Segundo o Comitê Dom Tomás Balduíno de Direitos Humanos, que coordena uma ampla campanha para libertação dos presos políticos, trata-se de “a tentativa absurda de colocar na ilegalidade um movimento democrático, que luta pela reforma agrária no Brasil. Toda essa ofensiva é fruto de um avanço das forças conservadoras no âmbito estadual e nacional. Seus integrantes alertam que “a iniciativa de enquadrar o MST como organização criminosa, apesar de ter iniciado em Goiás, já é defendida pela Bancada Ruralista do Congresso Federal e por figuras políticas que estão à frente do golpe.”

Entenda o caso

Nos últimos três anos, houve uma intensificação da luta pela terra, e o número de famílias acampadas aumentou de 600 (em 2013) para mais de 2.000 (2016). Nesse período, ocorreram ocupações na Agropecuária Santa Mônica, latifúndio com mais de 21 mil hectares de terras declaradamente improdutivas registradas em nome do senador Eunício Oliveira (PMDB-CE), localizado entre os municípios de Alexânia, Abadiânia e Corumbá (GO); e na Usina Santa Helena, latifúndio canavieiro de 22 mil hectares do Grupo Naoum, que deve cerca de 1,1 bilhão de reais a trabalhadores e à União e foi várias vezes denunciado por crimes ambientais. O MST luta para que as terras sejam desapropriadas e entregues à Reforma Agrária para assentamento das 6.500 famílias acampadas no estado, explicou o movimento.

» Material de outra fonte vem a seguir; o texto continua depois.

//! Command handlers for the `hbc` binary

pub mod commands;

pub use commands::{
    cmd_address, cmd_merge, cmd_multisig_address, cmd_partial_sign, cmd_sign_transfer,
    cmd_validate_address, load_config, parse_composite, CliResult,
};
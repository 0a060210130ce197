//! Threshold multi-signature support
//!
//! Combines an ordered list of public keys with a threshold K into a
//! composite key (and address), and accumulates independently produced
//! member signatures into a set that is complete once K members signed.
//! No signature aggregation happens: a verifier re-checks every stored
//! signature against its member key.
//!
//! # Example
//!
//! ```
//! use hbc_sdk::crypto::KeyPair;
//! use hbc_sdk::multisig::CompositeKey;
//!
//! let keys: Vec<KeyPair> = (0..3).map(|_| KeyPair::generate()).collect();
//! let composite = CompositeKey::new(keys.iter().map(|k| k.public_key()).collect(), 2).unwrap();
//!
//! let message = b"sign bytes";
//! let set = composite
//!     .new_signature_set()
//!     .add_signature(&keys[0].sign(message), &keys[0].public_key(), message)
//!     .unwrap()
//!     .add_signature(&keys[1].sign(message), &keys[1].public_key(), message)
//!     .unwrap();
//!
//! assert!(set.is_complete());
//! assert!(composite.verify(message, &set).is_ok());
//! ```

mod amino;
pub mod key;
pub mod signature;

pub use key::{CompositeKey, MultisigError};
pub use signature::SignatureSet;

No dia 12 de abril desse ano, os juízes Thiago Brandão Boghi, Rui Carlos de Faria e Vitor Umbelino, das comarcas de Santa Helena, Mineiros e Rio Verde, respectivamente, decretaram a prisão preventiva dos quatro militantes do MST, sob a acusação de fazerem parte de uma “organização criminosa”.

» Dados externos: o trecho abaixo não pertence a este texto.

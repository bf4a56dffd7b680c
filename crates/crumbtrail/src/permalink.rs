use url::Url;

/// Joins `path` onto `base_url`, which may be absolute (`https://example.com/blog`) or
/// site-relative (`/`).
pub fn join_url(base_url: &str, path: &str) -> String {
    let path = path.trim_start_matches('/');

    if let Ok(mut base) = Url::parse(base_url) {
        if !base.path().ends_with('/') {
            let with_slash = format!("{}/", base.path());
            base.set_path(&with_slash);
        }

        if let Ok(joined) = base.join(path) {
            return joined.into();
        }
    }

    let base_url = base_url.trim_end_matches('/');
    format!("{base_url}/{path}")
}

#[cfg(test)]
mod tests {
    use pretty_assertions::assert_eq;

    use super::*;

    #[test]
    fn test_join_absolute() {
        assert_eq!(
            join_url("https://example.com", "color"),
            "https://example.com/color"
        );
        assert_eq!(
            join_url("https://example.com/", "/color"),
            "https://example.com/color"
        );
        assert_eq!(
            join_url("https://example.com/store", "color/"),
            "https://example.com/store/color/"
        );
    }

    #[test]
    fn test_join_relative() {
        assert_eq!(join_url("/", "color"), "/color");
        assert_eq!(join_url("", "color"), "/color");
        assert_eq!(join_url("/store/", "/color"), "/store/color");
    }
}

O agricultor Luiz Batista Borges, integrante do acampamento Padre Josimo, foi preso ao se apresentar na delegacia de Rio Verde (Goiás), no dia 14 de abril, ao ser chamado para para prestar esclarecimentos.

No dia 31 de maio, o militante José Valdir Misnerovicz, reconhecido nacional e internacionalmente como ativista pela reforma agrária, foi preso em uma ação articulada entre as polícias de Goiás e do Rio Grande do Sul, onde se encontrava. Valdir, que é geógrafo e tem formação em pós-graduação, dava aula para jovens estudantes de cooperativismo agrícola quando foi surpreendido pela operação da polícia civil dos dois estados. Com militância de mais de 30 anos no MST, ele está preso no Núcleo de Custódia do Complexo Prisional de Aparecida de Goiânia.

Os militantes Natalino de Jesus e Diessyka Lorena estão exilados.

Esta é a primeira vez no Brasil que o MST é criminalizado com base na lei 12.850/2013, que diz respeito às organizações criminosas, informam os movimentos sociais. Esta lei,supostamente criada para atuar contra lavagem de dinheiro e tráfico, pode ser considerada a legitimação de um verdadeiro Estado de Exceção. Com base nela, os inquéritos correm de forma sigilosa e podem automaticamente contar com delação premiada, infiltração de agentes, quebra de sigilo fiscal, bancário e telefônico, escuta ambiente e outras arbitrariedades, apontou o MST.

Diferente do enquadramento por formação de quadrilha, acusação que historicamente os juízes tentavam imputar ao MST e que nunca foi acatada pelos tribunais superiores, a lei de organização criminosa pressupõe a teoria do Domínio dos Fatos. Ou seja, a rigor, entendendo o MST como organização criminosa, qualquer militante pode ser acusado em qualquer inquérito que seja iniciado, disse o MST.